Over the last a couple years actually, but particularly the last several months had a heavy emphasis on going out and doing the work, an emphasis on what the need is. Now I've not taken the time to, to do an assessment for everywhere that I have people here with me and watching and where all of us are residing it. But I have taken the time to do it in two places, right? So there is a need that Nehemiah heard a need and then he went and he surveyed the need and then he knew what needed to be done. So we hear a need and that need is there are people that we know.
There are friends, family, co workers, neighbors, other people that we interact with, with acquaintances, even people that we don't, you know, people we don't know they, that we just run into at Walmart. We interact with people on a daily basis and know people on a daily basis who are unsaved and perishing.
So to realize the need, what did Nehemiah do? He did a survey. I'm going to quickly tell you the survey I've done for two places. The first survey I did is for where I currently live. Now where I currently live, there's a population of 17,000 people.
I'm just gonna use round numbers.
I used U.S. census data to kind of figure out how many people are Christian, how many are not, based on what sent what people marked on census data as far as their religion and whatnot. And if we use just that data, which I think is a little on the, on the liberal side here, should we perish today? Should something happen that we all die today in my area where I live now, 13,000 people would die forever. Would perish out of the 17,000 people here, is that not a need that that should be realized? That's, that's what we call a brutal fact that 13,000 people would perish now in the place that I live right now, if we use the national average of how many people are, are actually born again Christians, then out of the 17,000 people in the valley I now live in, 16,875 of them would Perish for eternity.

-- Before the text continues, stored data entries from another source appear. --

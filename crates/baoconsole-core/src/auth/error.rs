use thiserror::Error;

use crate::api::ApiError;

#[derive(Error, Debug, Clone, PartialEq, Eq)]
pub enum AuthError {
    #[error("Invalid credentials: {0}")]
    InvalidCredentials(String),

    #[error("Server unreachable: {0}")]
    ServerUnreachable(String),

    #[error("Missing required field: {0}")]
    MissingCredential(&'static str),

    #[error("Invalid input: {0}")]
    InvalidInput(String),

    #[error("Unsupported auth method: {0}")]
    UnsupportedMethod(String),

    #[error("{0} login completes in the browser; adopt the resulting token instead")]
    ExternalMethod(String),

    #[error("Not authenticated")]
    NotAuthenticated,

    #[error("Token renewal failed: {0}")]
    RenewalFailed(String),

    #[error("Authentication failed: {0}")]
    Unknown(String),
}

/// Coarse classification shown to the person at the login form.
#[derive(Debug, Clone, Copy, PartialEq, Eq)]
pub enum AuthErrorKind {
    InvalidCredentials,
    ServerUnreachable,
    Unknown,
}

impl AuthError {
    pub fn kind(&self) -> AuthErrorKind {
        match self {
            AuthError::InvalidCredentials(_) => AuthErrorKind::InvalidCredentials,
            AuthError::ServerUnreachable(_) => AuthErrorKind::ServerUnreachable,
            _ => AuthErrorKind::Unknown,
        }
    }

    /// Short message suitable for a login form or toast.
    pub fn user_message(&self) -> String {
        match self.kind() {
            AuthErrorKind::InvalidCredentials => "Invalid credentials".to_string(),
            AuthErrorKind::ServerUnreachable => "Unable to reach the server".to_string(),
            AuthErrorKind::Unknown => self.to_string(),
        }
    }
}

impl From<ApiError> for AuthError {
    fn from(err: ApiError) -> Self {
        match err {
            ApiError::Unauthorized => AuthError::InvalidCredentials("token rejected".to_string()),
            ApiError::AccessDenied(msg) => AuthError::InvalidCredentials(msg),
            ApiError::Network(msg) => AuthError::ServerUnreachable(msg),
            other => AuthError::Unknown(other.to_string()),
        }
    }
}

#[cfg(test)]
mod tests {
    use super::*;

    #[test]
    fn test_status_classification() {
        assert_eq!(AuthError::from(ApiError::Unauthorized).kind(), AuthErrorKind::InvalidCredentials);
        assert_eq!(
            AuthError::from(ApiError::AccessDenied("permission denied".into())).kind(),
            AuthErrorKind::InvalidCredentials
        );
        assert_eq!(
            AuthError::from(ApiError::Network("refused".into())).kind(),
            AuthErrorKind::ServerUnreachable
        );
        assert_eq!(AuthError::from(ApiError::NotFound("x".into())).kind(), AuthErrorKind::Unknown);
        assert_eq!(AuthError::from(ApiError::ServerError("x".into())).kind(), AuthErrorKind::Unknown);
    }

    #[test]
    fn test_user_message() {
        let err = AuthError::InvalidCredentials("permission denied".into());
        assert_eq!(err.user_message(), "Invalid credentials");
        let err = AuthError::MissingCredential("password");
        assert!(err.user_message().contains("password"));
    }
}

That's they need. The second place where I did a survey like this for is southern Utah. Now, when I say southern Utah, I'm not talking just Washington County. I'm talking if you go from Beaver county and draw a straight line across the top of Beaver county down. Because in southern Utah, most of the population is spread.
There is 295,000 people there as of 2020. And I use the 2020 census for. To do this stuff. And then using the 2020 census, we. I was able to figure out of the 295, 000 people there, 287,000 of them would perish if we were all to die right now.
Think about that number. 295,000 people, but 287,000 would perish. That's only 8,000 people in all of southern Utah who would not perish. That's not a large number.
There is eight need, right? This is something we could do where everybody lives. And you'll see that the need is the same. People need God. People need the gospel.
We're going to continue going through Nehemiah next week, going to continue to see how they meet that need, right in the need of the wall, the need of rebuilding Jerusalem. We're going to see how that takes place so that we can relate it to what we will experience and how that our calling, our need will take place here. But before we go, I do want to say this about our need. I just. I just dropped some brutal numbers on everybody about how many people would perish.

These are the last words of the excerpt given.